Now, letting $\nu\$ be the angle between B and r, we get

$h^2 - \mu\ r = r B cos(\nu)\$.

OK, now solve for r:

$r = \frac{h^2/\mu}{1 - B/\mu\ cos(\nu)}\$.

Finally, with $e = B/\mu\$ and $p = h^2 / \mu \$,

we end up with

$r = \frac{p}{1 + e\ cos(\nu)}\$.

That will be our starting point when we pick this up again.

This is the polar form of the equation of a conic section. it can degenerate into a line (or two?), but for nice values it’s a nice conic. If e = 0, it’s a circle of constant radius… for e strictly between 0 and 1, it’s an ellipse… for e = 1, it’s a parabola… and for e > 1, it’s a hyperbola.

## Initial conditions?

Suppose we are given the position and velocity at some instant of time… call them $\vec{r_0} \text{ and } \vec{v_0}\$. Then, since angular momentum is constant, we compute it once and forever — for this orbit — from the initial conditions:

$h = \vec{r_0} \times \vec{v_0}\$.

To get $\vec{B}\$, we rewrite

$\dot{\vec{r}} \times \vec{h} - \frac{\mu\ \vec{r}}{r} = \vec{B}\$

as

$\vec{v} \times \vec{h} - \frac{\mu\ \vec{r}}{r} = \vec{B}\$

and plug in vo and ro:

$\vec{v_0} \times \vec{h} - \frac{\mu\ \vec{r_0}}{r_0} = \vec{B}\$.

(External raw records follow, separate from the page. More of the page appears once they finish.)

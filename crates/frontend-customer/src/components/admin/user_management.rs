//! User management: list, search, create, lock/unlock, delete.
//!
//! Every successful mutation dispatches the matching in-page event and a
//! best-effort cross-tab hint so the stats panel (and other tabs) refetch.

use nexabank_frontend_common::{events, portal_client};
use nexabank_http::types::{CreateUserRequest, User, UserStatus, UserType};
use web_sys::{HtmlInputElement, HtmlSelectElement};
use yew::prelude::*;

const TYPE_FILTERS: [&str; 4] = ["ALL", "CUSTOMER", "ADMIN", "EMPLOYEE"];

#[function_component(UserManagement)]
pub fn user_management() -> Html {
    let users = use_state(Vec::<User>::new);
    let search = use_state(String::new);
    let type_filter = use_state(|| "ALL".to_string());
    let is_loading = use_state(|| true);
    let show_create = use_state(|| false);
    let error = use_state(|| Option::<String>::None);

    let fetch = {
        let users = users.clone();
        let is_loading = is_loading.clone();
        let error = error.clone();

        Callback::from(move |()| {
            let users = users.clone();
            let is_loading = is_loading.clone();
            let error = error.clone();

            wasm_bindgen_futures::spawn_local(async move {
                is_loading.set(true);
                let result = match portal_client() {
                    Ok(client) => client.list_users().await,
                    Err(err) => Err(err),
                };
                match result {
                    Ok(list) => {
                        users.set(list);
                        error.set(None);
                    }
                    Err(err) => error.set(Some(format!("Failed to load users: {err}"))),
                }
                is_loading.set(false);
            });
        })
    };

    {
        let fetch = fetch.clone();
        use_effect_with((), move |_| fetch.emit(()));
    }

    let on_search_input = {
        let search = search.clone();
        Callback::from(move |e: InputEvent| {
            let input: HtmlInputElement = e.target_unchecked_into();
            search.set(input.value());
        })
    };

    let on_filter_change = {
        let type_filter = type_filter.clone();
        Callback::from(move |e: Event| {
            let select: HtmlSelectElement = e.target_unchecked_into();
            type_filter.set(select.value());
        })
    };

    // LOCKED toggles back to ACTIVE; anything else locks.
    let on_toggle_lock = {
        let fetch = fetch.clone();
        let error = error.clone();

        Callback::from(move |(user_id, status): (String, Option<UserStatus>)| {
            let next = if status == Some(UserStatus::Locked) {
                UserStatus::Active
            } else {
                UserStatus::Locked
            };
            let fetch = fetch.clone();
            let error = error.clone();

            wasm_bindgen_futures::spawn_local(async move {
                let result = match portal_client() {
                    Ok(client) => client.update_user_status(&user_id, next).await,
                    Err(err) => Err(err),
                };
                match result {
                    Ok(_) => {
                        events::dispatch_dom_hint(events::dom::USER_UPDATED);
                        events::broadcast_hint(events::hint::USER_UPDATED);
                        fetch.emit(());
                    }
                    Err(err) => error.set(Some(format!("Failed to update user status: {err}"))),
                }
            });
        })
    };

    let on_delete = {
        let fetch = fetch.clone();
        let error = error.clone();

        Callback::from(move |user_id: String| {
            let confirmed = web_sys::window()
                .and_then(|w| {
                    w.confirm_with_message(
                        "Are you sure you want to delete this user? This action cannot be undone.",
                    )
                    .ok()
                })
                .unwrap_or(false);
            if !confirmed {
                return;
            }

            let fetch = fetch.clone();
            let error = error.clone();

            wasm_bindgen_futures::spawn_local(async move {
                let result = match portal_client() {
                    Ok(client) => client.delete_user(&user_id).await,
                    Err(err) => Err(err),
                };
                match result {
                    Ok(_) => {
                        events::dispatch_dom_hint(events::dom::USER_DELETED);
                        events::broadcast_hint(events::hint::USER_DELETED);
                        fetch.emit(());
                    }
                    Err(err) => error.set(Some(format!("Failed to delete user: {err}"))),
                }
            });
        })
    };

    let on_created = {
        let fetch = fetch.clone();
        let show_create = show_create.clone();
        Callback::from(move |()| {
            show_create.set(false);
            fetch.emit(());
        })
    };

    let filtered: Vec<User> = users
        .iter()
        .filter(|user| {
            let term = search.to_lowercase();
            let matches_search = term.is_empty()
                || user.first_name.to_lowercase().contains(&term)
                || user.last_name.to_lowercase().contains(&term)
                || user.email.to_lowercase().contains(&term);
            let matches_type =
                *type_filter == "ALL" || user.user_type.as_str() == type_filter.as_str();
            matches_search && matches_type
        })
        .cloned()
        .collect();

    html! {
        <div class="bg-white rounded-lg shadow-sm border p-6">
            <div class="flex flex-col md:flex-row md:items-center md:justify-between gap-4 mb-4">
                <h2 class="text-lg font-semibold text-gray-900">{"User Management"}</h2>
                <div class="flex items-center gap-3">
                    <input
                        type="text"
                        placeholder="Search by name or email"
                        value={(*search).clone()}
                        oninput={on_search_input}
                        class="px-3 py-2 border border-gray-300 rounded-lg text-sm focus:outline-none focus:ring-2 focus:ring-blue-500"
                    />
                    <select
                        onchange={on_filter_change}
                        class="px-3 py-2 border border-gray-300 rounded-lg text-sm"
                    >
                        {for TYPE_FILTERS.iter().map(|t| html! {
                            <option value={*t} selected={*type_filter == *t}>{*t}</option>
                        })}
                    </select>
                    <button
                        onclick={{
                            let show_create = show_create.clone();
                            Callback::from(move |_: MouseEvent| show_create.set(true))
                        }}
                        class="px-4 py-2 bg-blue-600 text-white rounded-lg text-sm font-medium hover:bg-blue-700"
                    >
                        {"Add User"}
                    </button>
                </div>
            </div>

            if let Some(message) = &*error {
                <div class="mb-4 p-3 bg-red-50 border border-red-200 text-red-700 rounded text-sm">
                    {message}
                </div>
            }

            if *is_loading {
                <div class="space-y-3">
                    {for (0..5).map(|_| html! {
                        <div class="h-10 bg-gray-100 rounded animate-pulse"></div>
                    })}
                </div>
            } else if filtered.is_empty() {
                <p class="text-gray-600 text-sm">{"No users match the current filters."}</p>
            } else {
                <div class="overflow-x-auto">
                    <table class="w-full text-sm">
                        <thead>
                            <tr class="text-left text-xs text-gray-500 border-b">
                                <th class="py-2 pr-4">{"Name"}</th>
                                <th class="py-2 pr-4">{"Email"}</th>
                                <th class="py-2 pr-4">{"Type"}</th>
                                <th class="py-2 pr-4">{"Status"}</th>
                                <th class="py-2 pr-4">{"Last Login"}</th>
                                <th class="py-2">{"Actions"}</th>
                            </tr>
                        </thead>
                        <tbody>
                            {for filtered.iter().map(|user| {
                                user_row(user, on_toggle_lock.clone(), on_delete.clone())
                            })}
                        </tbody>
                    </table>
                </div>
            }

            if *show_create {
                <CreateUserModal
                    on_close={{
                        let show_create = show_create.clone();
                        Callback::from(move |()| show_create.set(false))
                    }}
                    on_created={on_created}
                />
            }
        </div>
    }
}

and since B is constant, we have it once and forever — for this orbit.

Our equations

$\dot{\vec{r}} \times \vec{h} - \frac{\mu\ \vec{r}}{r} = \vec{B}\$

and

$r = \frac{p}{1 + e\ cos(\nu)}\$

are completely determined.

Finally, the maximum of r occurs when $cos\ \nu = 1\$, i.e. when $\nu = 0\$. So $\nu\$ , originally defined as the angle between B and r, is equal to zero at minimum distance, i.e. when B are r are parallel. Therefore, B points toward periapse.

Feel free to admire how much we got from the vector operations, even if you’re not quite sure just what we got.